The Importance of Museum-quality Art


All Hail the Rising Sun with Glee

Following in the Footsteps of Greatness: Enjoy a Museum-quality Reputation, Unrivalled Prestige and the Potential to Grow your Wealth

In ‘One Quadrillion’, we underlined the power of museum-quality art. Why do corporations, HNWIs and fund managers turn to validated museum-quality art of deep intrinsic artistic value and abiding substance? In this article, the first in our series ‘How to Build a Collection of High Art Value’, we shall explore why.

“Everyone wants to buy art of lasting importance. Museum-quality is the watchword” – Hans Neuendorf, Founder of Art Cologne

Museums are the ultimate art world validation, recognition and reward: the best experts, who operate within the greater cultural network, determine what is exhibited and, most importantly, acquired for their collections, thus, shaping the cultural landscape. The masses or popular vote do not decide.The specialists have pronounced that within the global discourse of art and its history, the artist and their work need to be included, not least for the generations to come: a resounding seal of approval.

With every single purpose-driven decision the museum’s reputation must be maintained and enhanced working with its history and everything it stands for as, after all, it is their strong reputation at home and internationally that gives museums: “The licence to operate”.

The study ‘What businesses can learn from the high reputations of museums’ concludes that museums have higher reputations than companies: “The most important drivers behind the high reputation of museums are primarily the quality and distinction of the collection”.

An art collection speaks on behalf of a museum as well as a corporation and individual. It reflects personality and in diplomatese thickens relationships. Respected collectors who follow the experts focusing on high artistic value can enjoy a high reputation and unrivalled social prestige (achieving Aristotelian Eudaimonia: dancing in the light).This is in stark contrast to the regret, humiliation and loss of wealth suffered by the uninitiated who follow popular opinion, superficial beauty and monetary value alone (like the stranded prisoners in Plato’s Cave: darkness and a false vision of truth).

“One friend, who works at a large PR agency with a collection of sub-Banksy street art, says: ‘I spend as much time apologising to visiting clients for its glaring mediocrity as I do trying to understand why we’ve invested in such dross’. This, clearly, is as bad as it gets” – Josh Spero, The Financial Times






Why not get it absolutely right? Following the expert judgements of the museums can give the collector an edge. What is a strong reputation worth? It is invaluable.

The museum is such a bastion of excellence with immense prestige that collectors loan, donate, and bequeath artworks, or even their entire collections ex gratia, leaving an eternal powerful legacy. Museums stringently and rigorously validate and verify every single artwork.

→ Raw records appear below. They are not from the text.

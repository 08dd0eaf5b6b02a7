//! Output verbosity.

use std::str::FromStr;

/// Output verbosity mode.
#[derive(Debug, Clone, Copy, PartialEq, Eq, Default)]
pub enum OutputMode {
    /// Show per-tool details such as the executable path and raw output.
    Verbose,
    /// Show one status line per tool.
    #[default]
    Normal,
    /// Show failures and the final summary.
    Quiet,
    /// Show nothing except errors.
    Silent,
}

impl FromStr for OutputMode {
    type Err = String;

    fn from_str(s: &str) -> Result<Self, Self::Err> {
        match s.to_lowercase().as_str() {
            "verbose" => Ok(Self::Verbose),
            "normal" => Ok(Self::Normal),
            "quiet" => Ok(Self::Quiet),
            "silent" => Ok(Self::Silent),
            _ => Err(format!("unknown output mode: {}", s)),
        }
    }
}

impl OutputMode {
    /// Pick a mode from the global CLI flags.
    pub fn from_flags(verbose: bool, quiet: bool) -> Self {
        match (verbose, quiet) {
            (true, _) => Self::Verbose,
            (false, true) => Self::Quiet,
            (false, false) => Self::Normal,
        }
    }

    /// Check if this mode shows detail lines.
    pub fn shows_details(&self) -> bool {
        matches!(self, Self::Verbose)
    }

    /// Check if this mode shows per-tool success lines.
    pub fn shows_progress(&self) -> bool {
        matches!(self, Self::Verbose | Self::Normal)
    }

    /// Check if this mode shows status messages.
    pub fn shows_status(&self) -> bool {
        !matches!(self, Self::Silent)
    }
}
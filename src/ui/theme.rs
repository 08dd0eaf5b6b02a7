//! Visual theme and styling.

use console::Style;

/// Styles used for terminal output.
#[derive(Debug, Clone)]
pub struct ProbeTheme {
    /// Style for success messages (green).
    pub success: Style,
    /// Style for warning messages (orange).
    pub warning: Style,
    /// Style for error messages (red bold).
    pub error: Style,
    /// Style for detail values.
    pub dim: Style,
    /// Style for the probe banner (cyan bold).
    pub header: Style,
    /// Style for key labels in key-value displays (bold).
    pub key: Style,
}

impl Default for ProbeTheme {
    fn default() -> Self {
        Self::new()
    }
}

impl ProbeTheme {
    /// Create the colored theme.
    pub fn new() -> Self {
        Self {
            success: Style::new().green(),
            warning: Style::new().color256(208),
            error: Style::new().red().bold(),
            dim: Style::new().dim(),
            header: Style::new().bold().cyan(),
            key: Style::new().bold(),
        }
    }

    /// Create a theme without colors (for non-TTY or --no-color).
    pub fn plain() -> Self {
        Self {
            success: Style::new(),
            warning: Style::new(),
            error: Style::new(),
            dim: Style::new(),
            header: Style::new(),
            key: Style::new(),
        }
    }

    /// Format a success message (icon + text in green).
    pub fn format_success(&self, msg: &str) -> String {
        format!("{}", self.success.apply_to(format!("✓ {}", msg)))
    }

    /// Format a warning message (icon + text in orange).
    pub fn format_warning(&self, msg: &str) -> String {
        format!("{}", self.warning.apply_to(format!("⚠ {}", msg)))
    }

    /// Format an error message (icon + text in red bold).
    pub fn format_error(&self, msg: &str) -> String {
        format!("{}", self.error.apply_to(format!("✗ {}", msg)))
    }

    /// Format a header banner.
    pub fn format_header(&self, title: &str) -> String {
        format!("{}", self.header.apply_to(title))
    }

    /// Format an indented `key: value` line.
    pub fn format_detail(&self, key: &str, value: &str) -> String {
        format!(
            "    {} {}",
            self.key.apply_to(format!("{}:", key)),
            self.dim.apply_to(value)
        )
    }
}

/// Check if colors should be enabled.
pub fn should_use_colors() -> bool {
    // https://no-color.org/
    if std::env::var_os("NO_COLOR").is_some() {
        return false;
    }

    console::Term::stdout().is_term()
}
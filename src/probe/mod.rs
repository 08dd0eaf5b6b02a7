//! Probe orchestration.
//!
//! A probe finds a tool's executable, derives its home directory and, when a
//! version command and pattern are configured, checks the installed version.
//!
//! ```
//! use toolprobe::locator::MockMachine;
//! use toolprobe::probe::{Prober, ToolProbeRequest};
//!
//! let mut machine = MockMachine::new();
//! machine.add_file("/opt/x/bin/tool");
//! machine.set_output(&["tool", "--version"], "Tool, version 3.2.1\n");
//!
//! let request = ToolProbeRequest::builder("tool")
//!     .search_root("/opt")
//!     .version_command(["tool", "--version"])
//!     .version_pattern(r"version (\d+\.\d+\.\d+)")
//!     .version_min("3.0.0")
//!     .version_max("3.5.0")
//!     .build()
//!     .unwrap();
//!
//! let report = Prober::new(&machine).probe(&request).unwrap();
//! assert_eq!(report.parsed_version(), Some("3.2.1"));
//! ```

pub mod outcome;
pub mod request;
pub mod runner;

pub use crate::locator::ResolvedLocation;
pub use outcome::{ProbeReport, VersionOutcome};
pub use request::{ToolProbeRequest, ToolProbeRequestBuilder};
pub use runner::Prober;
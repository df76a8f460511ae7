// SPDX-FileCopyrightText: 2026 Bruno Meilick
// SPDX-License-Identifier: LicenseRef-Proteus-FreeUse-NoCopy-NoDerivatives
//
// All rights reserved.
//
// This file is part of Proteus and is proprietary software.
// Unauthorized copying, modification, or distribution is prohibited.

use criterion::{black_box, criterion_group, criterion_main, Criterion};
use proteus::render::render_markdown;

// Benchmark identity (keep stable):
// - Group name in this file: `render.markdown`
// - Case IDs (the string after the `/`) must remain stable across refactors so
//   results stay comparable over time (e.g. `story_small`, `long_lists`).
// - If implementations move/deduplicate, update the wiring but do not rename
//   group or case IDs.

fn story_small() -> String {
    "**As a** user\n**I want** export data\n**So that** I can back it up\n\n\
     **Acceptance Criteria**\n\n- Export completes in <5s"
        .to_owned()
}

fn bug_rich() -> String {
    "Save button missing\n\n**Scenario**\n\n1. Open the editor\n2. Navigate away\n\
     3. Navigate back\n\n**Expected result**\n\nThe save button is visible\n\n\
     **Actual result**\n\nThe toolbar renders without the button"
        .to_owned()
}

fn long_lists() -> String {
    let mut out = String::from("**Technical Information**\n");
    for i in 0..200 {
        out.push_str(&format!("\n- shard {i} rebalanced"));
    }
    out.push_str("\n\n**Steps**\n");
    for i in 0..200 {
        out.push_str(&format!("\n{}. replay batch {i}", i + 1));
    }
    out
}

fn benches_render(c: &mut Criterion) {
    let mut group = c.benchmark_group("render.markdown");
    let small = story_small();
    group.bench_function("story_small", move |b| {
        b.iter(|| black_box(render_markdown(black_box(&small))).len())
    });
    let bug = bug_rich();
    group.bench_function("bug_rich", move |b| {
        b.iter(|| black_box(render_markdown(black_box(&bug))).len())
    });
    let lists = long_lists();
    group.bench_function("long_lists", move |b| {
        b.iter(|| black_box(render_markdown(black_box(&lists))).len())
    });
    group.finish();
}

criterion_group!(benches, benches_render);
criterion_main!(benches);
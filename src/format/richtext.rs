// SPDX-FileCopyrightText: 2026 Bruno Meilick
// SPDX-License-Identifier: LicenseRef-Proteus-FreeUse-NoCopy-NoDerivatives
//
// All rights reserved.
//
// This file is part of Proteus and is proprietary software.
// Unauthorized copying, modification, or distribution is prohibited.

use std::fmt::Write as _;
use std::sync::OnceLock;

use regex::Regex;

fn tag_regex() -> &'static Regex {
    static TAG: OnceLock<Regex> = OnceLock::new();
    TAG.get_or_init(|| {
        Regex::new(r"</?[A-Za-z][A-Za-z0-9]*(?:\s[^<>]*)?/?>").expect("tag regex is valid")
    })
}

/// Converts a rich-text fragment into a canonical markdown fragment.
///
/// Behavior:
/// - empty or whitespace-only input returns an empty string;
/// - input without markup delimiters is returned trimmed (plain-text passthrough);
/// - otherwise a structural HTML-to-markdown conversion runs: bold/italic spans, headings,
///   and bulleted/numbered lists map to their markdown equivalents, unknown tags are dropped.
///
/// This never fails. Malformed markup (stray `<`, unclosed tags) degrades to best-effort
/// text extraction instead of erroring; formatting fidelity may be lost, content is not.
pub fn normalize_rich_text(input: &str) -> String {
    if input.trim().is_empty() {
        return String::new();
    }
    if !input.contains('<') {
        return input.trim().to_owned();
    }

    let mut converter = Converter::default();
    let mut last = 0;
    for tag in tag_regex().find_iter(input) {
        converter.text(&input[last..tag.start()]);
        converter.tag(tag.as_str());
        last = tag.end();
    }
    converter.text(&input[last..]);
    converter.finish()
}

#[derive(Debug)]
enum ListState {
    Bullet,
    Ordered(usize),
}

#[derive(Debug, Default)]
struct Converter {
    out: String,
    lists: Vec<ListState>,
}

impl Converter {
    fn text(&mut self, raw: &str) {
        if raw.is_empty() {
            return;
        }

        let decoded = decode_entities(raw);
        let mut at_boundary = self.out.is_empty() || self.out.ends_with('\n');
        let mut pending_space = false;

        // Inter-tag whitespace (indentation, newlines inside the markup) collapses to a
        // single space and is dropped entirely at line starts.
        for ch in decoded.chars() {
            if ch.is_whitespace() {
                pending_space = !at_boundary;
                continue;
            }
            if pending_space {
                self.out.push(' ');
                pending_space = false;
            }
            self.out.push(ch);
            at_boundary = false;
        }
        if pending_space && !self.out.ends_with(' ') {
            self.out.push(' ');
        }
    }

    fn tag(&mut self, raw: &str) {
        let inner = raw.trim_start_matches('<').trim_end_matches('>');
        let inner = inner.strip_suffix('/').unwrap_or(inner);
        let (closing, inner) = match inner.strip_prefix('/') {
            Some(rest) => (true, rest),
            None => (false, inner),
        };
        let name = inner
            .split_whitespace()
            .next()
            .unwrap_or("")
            .to_ascii_lowercase();

        match name.as_str() {
            "strong" | "b" => self.out.push_str("**"),
            "em" | "i" => self.out.push('*'),
            "br" => self.out.push('\n'),
            "p" | "div" => {
                if closing {
                    self.break_block();
                }
            }
            "h1" | "h2" | "h3" | "h4" | "h5" | "h6" => {
                self.break_block();
                if !closing {
                    let level = name[1..].parse::<usize>().unwrap_or(1);
                    for _ in 0..level {
                        self.out.push('#');
                    }
                    self.out.push(' ');
                }
            }
            "ul" => {
                if closing {
                    self.lists.pop();
                    self.break_block();
                } else {
                    self.lists.push(ListState::Bullet);
                }
            }
            "ol" => {
                if closing {
                    self.lists.pop();
                    self.break_block();
                } else {
                    self.lists.push(ListState::Ordered(1));
                }
            }
            "li" => {
                if !closing {
                    self.list_item();
                }
            }
            // Unknown tags contribute no markup; their text content is kept.
            _ => {}
        }
    }

    fn list_item(&mut self) {
        while self.out.ends_with(' ') {
            self.out.pop();
        }
        if !self.out.is_empty() && !self.out.ends_with('\n') {
            self.out.push('\n');
        }
        match self.lists.last_mut() {
            Some(ListState::Ordered(counter)) => {
                let _ = write!(self.out, "{counter}. ");
                *counter += 1;
            }
            _ => self.out.push_str("- "),
        }
    }

    fn break_block(&mut self) {
        while self.out.ends_with(' ') {
            self.out.pop();
        }
        if self.out.is_empty() {
            return;
        }
        while self.out.ends_with('\n') {
            self.out.pop();
        }
        self.out.push_str("\n\n");
    }

    fn finish(self) -> String {
        let mut collapsed = String::with_capacity(self.out.len());
        let mut newlines = 0usize;
        for ch in self.out.chars() {
            if ch == '\n' {
                newlines += 1;
                if newlines <= 2 {
                    collapsed.push(ch);
                }
            } else {
                newlines = 0;
                collapsed.push(ch);
            }
        }
        collapsed.trim().to_owned()
    }
}

fn decode_entities(text: &str) -> String {
    if !text.contains('&') {
        return text.to_owned();
    }
    text.replace("&nbsp;", " ")
        .replace("&lt;", "<")
        .replace("&gt;", ">")
        .replace("&quot;", "\"")
        .replace("&#39;", "'")
        .replace("&amp;", "&")
}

Artistic greatness is rare, as the renowned English writer and philosopher, Aldous Huxley, writes: “Most art has always been either bad or indifferent. This is inevitable. Artistic talent is an extremely rare phenomenon”, and so as museums collect supply becomes more acute. Fortunately, for the collector, because art is highly selective, artistic achievement is also extremely predictable: there is a clear and consistent progression towards artistic success (See our upcoming article ‘The Validation Procedure: Stages to Recognition’). Equally, there is a path to failure.

“It is only the museum artists whose work begins to rise to exceptional prices, and of course it is the very rarity of such artists in a supply-and-demand market that accounts for the phenomenal prices achieved today in the auction houses” – Sir Alan Bowness CBE, Former Director of Tate

As discussed in ‘One Quadrillion’, museum-quality art is also attractive because it operates outside of the financial markets as research by J.P. Morgan, Glenmede Trust and The Economist concludes. This non-correlation contributes to the potential for superior returns over time; an insurance policy and hedge in times of stress to diversify exposure.

Elizabeth Xi Bauer is a globally recognised art platform. We help clients build, in a deterministic way, collections of deep abiding substance and high artistic value, validated museum-quality artworks only, by artists with a proven track record and serious exciting potential. Among them, our artists are collected by top international museums: Tate, MoMA, Pompidou Centre, British Museum, Victoria and Albert and Yale Center for British Art, for example.

We are delighted to offer our complimentary courses, simply choose and request, designed by our network of art world specialists, allowing one to learn about art history and train their artistic eye.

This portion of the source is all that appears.